Un mondo nuovo. Ci sono azioni della nostra vita, del nostro vivere quotidiano, che non potremo più fare come prima
Nasceranno nuovi mestieri e professioni, ma molti tramonteranno repentinamente se non definitivamente.
Parliamoci chiaro: ci sono delle cose, delle azioni della nostra vita, del nostro vivere quotidiano, che non potremo più fare come prima. E alcune non potremo più farle proprio. Perché se il contagio presuppone il contatto – associato alla moltitudine e all’igiene non controllata – non esiste protocollo al mondo che permetta a 200mila persone di assieparsi davanti ad un palco a sentire la rockstar preferita. Tanto per dire.
Ma la faccenda è molto più ampia.

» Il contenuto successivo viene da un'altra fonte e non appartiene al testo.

use crate::auth::AuthError;
use crate::booking::BookingError;
use crate::catalog::CatalogError;
use crate::config::ConfigError;
use crate::telemetry::TelemetryError;
use thiserror::Error;

// Any failure surfaced to the presentation layer
#[derive(Error, Debug)]
pub enum AppError {
    #[error("configuration error: {0}")]
    Config(#[from] ConfigError),

    #[error("catalog error: {0}")]
    Catalog(#[from] CatalogError),

    #[error("booking error: {0}")]
    Booking(#[from] BookingError),

    #[error("authentication error: {0}")]
    Auth(#[from] AuthError),

    #[error(transparent)]
    Telemetry(#[from] TelemetryError),
}

#[cfg(test)]
mod tests {
    use super::*;

    #[test]
    fn test_wraps_module_errors() {
        let err: AppError = BookingError::NoHotelSelected.into();
        assert_eq!(err.to_string(), "booking error: No hotel selected");

        let err: AppError = AuthError::MissingFields.into();
        assert_eq!(
            err.to_string(),
            "authentication error: Please fill in all fields"
        );

        let err: AppError = CatalogError::UnknownAmenity("sauna".to_string()).into();
        assert!(matches!(err, AppError::Catalog(_)));
    }
}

Come si comporteranno i grandi centri commerciali che proprio sul numero di visitatori e sulla ressa campano? Come faranno quei franchising che offrono migliaia di vestiti (o mobili) a basso prezzo mescolati alla rinfusa tra calche umane e camerini super affollati? Come, semplicemente, provarsi un maglione e poi restituirlo perché non piace o perché troppo largo?
E i banconi dei bar, affollati alle 8 come stazioni del metro (appunto…) per un caffè con cornetto sanificato e umanamente distanziato, e ri-sanificato all’uscita del cliente? Boh.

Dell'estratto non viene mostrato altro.